By Grant Minix

The Council of State Governments Center of Innovation, in coordination with CSG South, developed a policy brief in June 2022 to explore the issues immigrants experience obtaining professional licensure and the opportunities for states to reduce barriers. The brief was completed at the request of a state legislator and supported by a Department of Labor-funded occupational licensing project.

Immigrants face issues in obtaining a professional license, including recognition of foreign credentials and training and navigating federal regulations regarding conditions for employment. These barriers often lead to immigrants being unemployed or underemployed. However, many states across the country are developing initiatives to assist immigrants by reducing these obstacles.

Easing the challenges faced by immigrants in obtaining professional licensure can help states address workforce shortages. For example, nearly 20% of all registered nurses and licensed practical nurses are immigrants. Throughout the COVID-19 pandemic, nursing shortages were profound in nearly every state. With such a significant immigrant population within the profession, fewer restrictions on immigrant licensing could lead to expanded workforces in nursing and other health care professions.

One of the primary ways state governments have worked to reduce barriers for immigrants is by developing policies in alignment with the federal Deferred Action for Childhood Arrivals. States such as Arkansas, Illinois and New York have passed legislation which allows for DACA recipients to be able to obtain certain occupational licenses. These laws allow immigrants to obtain an occupational license for specific professions, but the exceptions created are available only for individuals with DACA status. However, DACA protections often fluctuate because of contention over legislation in Congress and legal disputes in the court system.

Colorado is responding to health care shortages by creating a state task force focused on improving the state’s health sector. The task force developed recommendations for legislation that strengthened the ability of international medical graduates to work in the state’s health care industry.
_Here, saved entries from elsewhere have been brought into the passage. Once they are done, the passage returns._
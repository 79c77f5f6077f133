//! Device and consumer backends.
//!
//! A backend creates the two external collaborators of a fuzzing iteration:
//! - a [`VirtualDevice`] that accepts synthesized events as if from hardware,
//! - a [`Consumer`], the input stack under test, assigned to that device and drained
//!   after every frame.
//!
//! # Feature flags
//! - *(always)* **loopback** ([`virtual_input`]): in-process device and consumer.
//!   No privileges needed; used by tests and dry runs.
//! - **`uinput`** ([`linux`]): real `/dev/uinput` devices via `evdev`, consumed by
//!   reading the kernel device node. Linux only; usually needs root or `uinput`
//!   group membership.

use crate::capability::CapabilitySet;
use crate::descriptor::DeviceIdentity;
use crate::device::VirtualDevice;
use crate::error::FuzzError;
use crate::event::InputEvent;
use clap::ValueEnum;
use serde::{Deserialize, Serialize};

#[cfg(all(feature = "uinput", target_os = "linux"))]
#[cfg_attr(docsrs, doc(cfg(all(feature = "uinput", target_os = "linux"))))]
pub mod linux;
pub mod virtual_input;

/// Consumer log verbosity, lowest first.
#[derive(
    Clone, Copy, Debug, Default, PartialEq, Eq, PartialOrd, Ord, Serialize, Deserialize, ValueEnum,
)]
#[serde(rename_all = "lowercase")]
pub enum LogPriority {
    #[default]
    Debug,
    Info,
    Error,
}

/// Receives a consumer's log messages.
pub type LogHandler = Box<dyn FnMut(LogPriority, &str)>;

/// Handler plus threshold, shared by consumer implementations.
pub struct ConsumerLog {
    handler: Option<LogHandler>,
    priority: LogPriority,
}

impl ConsumerLog {
    pub fn new() -> Self {
        Self {
            handler: None,
            priority: LogPriority::Error,
        }
    }

    pub fn set_handler(&mut self, handler: LogHandler) {
        self.handler = Some(handler);
    }

    pub fn set_priority(&mut self, priority: LogPriority) {
        self.priority = priority;
    }

    /// Forward a message if it passes the threshold. The message is only built
    /// when it will be delivered.
    pub fn log(&mut self, priority: LogPriority, message: impl FnOnce() -> String) {
        if priority < self.priority {
            return;
        }
        if let Some(handler) = self.handler.as_mut() {
            handler(priority, &message());
        }
    }
}

impl Default for ConsumerLog {
    fn default() -> Self {
        Self::new()
    }
}

/// The input stack under test.
pub trait Consumer {
    /// Attach to a device.
    fn assign(&mut self, device: &dyn VirtualDevice) -> Result<(), FuzzError>;

    /// Read whatever the device has produced into the consumer's queue.
    fn dispatch(&mut self) -> Result<(), FuzzError>;

    /// Pop the next processed event, if any.
    fn next_event(&mut self) -> Option<InputEvent>;

    fn set_log_handler(&mut self, handler: LogHandler);

    fn set_log_priority(&mut self, priority: LogPriority);

    /// Dispatch and pop until the consumer is empty; returns what was popped.
    fn drain(&mut self) -> Result<Vec<InputEvent>, FuzzError> {
        let mut drained = Vec::new();
        self.dispatch()?;
        while let Some(event) = self.next_event() {
            drained.push(event);
            self.dispatch()?;
        }
        Ok(drained)
    }
}

/// Factory for devices and consumers.
pub trait Backend {
    fn kind(&self) -> BackendKind;

    fn create_device(
        &mut self,
        capabilities: &CapabilitySet,
        identity: DeviceIdentity,
    ) -> Result<Box<dyn VirtualDevice>, FuzzError>;

    fn create_consumer(&mut self) -> Result<Box<dyn Consumer>, FuzzError>;
}

/// Selectable backends.
#[derive(Clone, Copy, Debug, Default, PartialEq, Eq, Serialize, Deserialize, ValueEnum)]
#[serde(rename_all = "lowercase")]
pub enum BackendKind {
    #[default]
    Loopback,
    Uinput,
}

/// Instantiate a backend by kind.
///
/// Fails with [`FuzzError::ResourceCreation`] when the backend isn't compiled in.
pub fn create(kind: BackendKind) -> Result<Box<dyn Backend>, FuzzError> {
    match kind {
        BackendKind::Loopback => Ok(Box::new(virtual_input::LoopbackBackend::new())),
        #[cfg(all(feature = "uinput", target_os = "linux"))]
        BackendKind::Uinput => Ok(Box::new(linux::UinputBackend::new())),
        #[cfg(not(all(feature = "uinput", target_os = "linux")))]
        BackendKind::Uinput => Err(FuzzError::resource(
            "uinput backend",
            std::io::Error::new(
                std::io::ErrorKind::Unsupported,
                "built without the `uinput` feature (Linux only)",
            ),
        )),
    }
}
The Nurse-Physician Advisory Task Force for Colorado made recommendations that ultimately led to House Bill 22-1050, which developed programs to help immigrants in the health care field navigate licensing challenges.

The brief also discusses another task force in Maryland, which has been focused on helping the skilled immigrant workforce. This task force brings together leaders from various large-scale employers and organizations focused on immigrant success to find innovative methods for integrating skilled immigrant labor into Maryland’s workforce. This task force has created a number of resources for career-seeking immigrants in their state, including a resource guide for skilled immigrants in Maryland.

Many local governments have taken action to integrate their skilled immigrant workforce through partnerships with national non-profit organizations. Organizations like New American Economy have worked with localities across the United States to create policies that can assist immigrants in finding opportunities that match their skills.

Ultimately, the immigrant licensing brief highlights many areas in which state governments can work to integrate skilled immigrant labor into their workforce. Being able to find innovative solutions in this area can drastically improve the ability of states to provide skilled workers in areas of need.